THE RIVER RAT MURDERS is a novel written in the form of a journal, specifically Caroline’s journal, which she began keeping shortly after the first body turned up on the Wabash. The format is intriguing, and it definitely keeps up the pace of the book. It also excuses why a non-professional writer like Caroline would be putting her experiences on paper, as well as excuse some of her literary eccentricities and occasional asides. Despite taking place over the course of years, the novel seems to slide by.
Unfortunately, that pace seems to come at the cost of deeply drawn characters and a thoroughly described environment. Gertcher prefers to build the book’s world with information, and it’s clear he’s researched the period. Historical characters like Al Capone are felt less by their physical presence and more by a rap sheet of shadowy information, while local characters are sketched into familiar roles.
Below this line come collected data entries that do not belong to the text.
//! Validate packet field schemas (JSON) and optionally rewrite them in canonical form.
//!
//! Usage:
//!   check_schema [OPTIONS] [FILE.json ...]
//!   check_schema < schema.json
//!
//! A schema file is either an array of root fields or an object with a `fields` array.
//!
//! Options:
//!   --fix, -f          Rewrite each file as normalized canonical JSON (stdin: print it).
//!   --human, -H        Human-readable output
//!   --tree, -t         Print the field tree before the findings
//!   --config FILE      Engine configuration (TOML)
//!
//! Exit code 1 if any file fails to load or has violations. Set `RUST_LOG=debug`
//! to trace coercions and id assignment while loading.

use anyhow::Context;
use packet_schema::dump::render_tree;
use packet_schema::{EngineConfig, FieldTree, Violation};
use std::io::{self, Read, Write};
use std::path::{Path, PathBuf};
use tracing::info;
use tracing_subscriber::EnvFilter;

#[derive(Clone, Copy)]
enum OutputStyle {
    Compact,
    Human,
}

fn format_violation(path: &str, v: &Violation, style: OutputStyle) -> String {
    match style {
        OutputStyle::Compact => format!(
            "{}:{}: {} ({}): {}",
            path,
            v.path,
            v.name,
            v.field_type,
            v.labels().join(", ")
        ),
        OutputStyle::Human => format!("  {} {}", path, v),
    }
}

fn take_flag(args: &mut Vec<String>, long: &str, short: &str) -> bool {
    if let Some(pos) = args.iter().position(|a| a == long || a == short) {
        args.remove(pos);
        true
    } else {
        false
    }
}

fn take_option(args: &mut Vec<String>, long: &str) -> anyhow::Result<Option<String>> {
    match args.iter().position(|a| a == long) {
        Some(pos) => {
            args.remove(pos);
            if pos >= args.len() {
                anyhow::bail!("{} needs a value", long);
            }
            Ok(Some(args.remove(pos)))
        }
        None => Ok(None),
    }
}

fn pretty(tree: &FieldTree) -> anyhow::Result<String> {
    let mut out = serde_json::to_string_pretty(&tree.to_canonical())?;
    out.push('\n');
    Ok(out)
}

fn main() -> anyhow::Result<()> {
    tracing_subscriber::fmt()
        .with_env_filter(EnvFilter::try_from_default_env().unwrap_or_else(|_| EnvFilter::new("warn")))
        .with_writer(io::stderr)
        .init();

    let mut args: Vec<String> = std::env::args().skip(1).collect();
    let fix = take_flag(&mut args, "--fix", "-f");
    let style = if take_flag(&mut args, "--human", "-H") {
        OutputStyle::Human
    } else {
        OutputStyle::Compact
    };
    let show_tree = take_flag(&mut args, "--tree", "-t");
    let config = match take_option(&mut args, "--config")? {
        Some(path) => EngineConfig::load(Path::new(&path))
            .with_context(|| format!("loading config {}", path))?,
        None => EngineConfig::default(),
    };

    let mut has_error = false;
    let mut total = 0usize;

    let inputs: Vec<Option<PathBuf>> = if args.is_empty() {
        vec![None]
    } else {
        args.iter().map(|a| Some(PathBuf::from(a))).collect()
    };

    for input in inputs {
        let display_path = input
            .as_ref()
            .map(|p| p.display().to_string())
            .unwrap_or_else(|| "<stdin>".to_string());
        let src = match &input {
            Some(path) => match std::fs::read_to_string(path) {
                Ok(s) => s,
                Err(e) => {
                    eprintln!("{}: {}", display_path, e);
                    has_error = true;
                    continue;
                }
            },
            None => {
                let mut s = String::new();
                io::stdin().read_to_string(&mut s)?;
                s
            }
        };
        let doc: serde_json::Value = match serde_json::from_str(&src) {
            Ok(d) => d,
            Err(e) => {
                eprintln!("{}: {}", display_path, e);
                has_error = true;
                continue;
            }
        };
        let tree = match FieldTree::from_canonical(&doc, config.clone()) {
            Ok(t) => t,
            Err(e) => {
                eprintln!("{}: {}", display_path, e);
                has_error = true;
                continue;
            }
        };

        if fix {
            let fixed = pretty(&tree)?;
            match &input {
                Some(path) => {
                    if fixed != src {
                        std::fs::write(path, &fixed)
                            .with_context(|| format!("{}: write failed", display_path))?;
                        eprintln!("{}: fixed", display_path);
                    }
                }
                None => io::stdout().write_all(fixed.as_bytes())?,
            }
        }

        // stdout carries the fixed document when fixing stdin
        let report_to_stderr = fix && input.is_none();
        let report = |line: String| {
            if report_to_stderr {
                eprintln!("{}", line);
            } else {
                println!("{}", line);
            }
        };

        if show_tree {
            report(render_tree(&tree, false));
        }

        let violations = tree.validate();
        info!(file = %display_path, fields = tree.flatten().len(), violations = violations.len(), "checked");
        for v in &violations {
            report(format_violation(&display_path, v, style));
        }
        total += violations.len();
        if !violations.is_empty() {
            has_error = true;
        }
    }

    if total > 0 {
        eprintln!("check_schema: {} violation(s)", total);
    }
    if has_error {
        std::process::exit(1);
    }
    Ok(())
}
Notably, a lot of the action happens somewhere else, allowing more focus to go toward Caroline’s daily life, which includes a blossoming interest in her mysterious ally, Hannibal. The novel ends up having more in common with romance pulps than detective thrillers. Still, readers get a good glimpse at the crime solving tech of the day, and they are invited to be amazed with Caroline at the wonders of newfangled cameras, as well as have fun with old fashioned techniques like eavesdropping at the town speakeasy.
THE RIVER RAT MURDERS has the strength of a lot colorful information. Unfortunately, that never quite translates into colorful action or characterizations. However, anyone looking for a period romance with a murder or three in the background will get one at a breakneck pace.
Frank L. Gertcher’s historical crime novel is interesting, well researched and fast moving, but it’s sometimes at the cost of deeply drawn characters and a thoroughly described environment.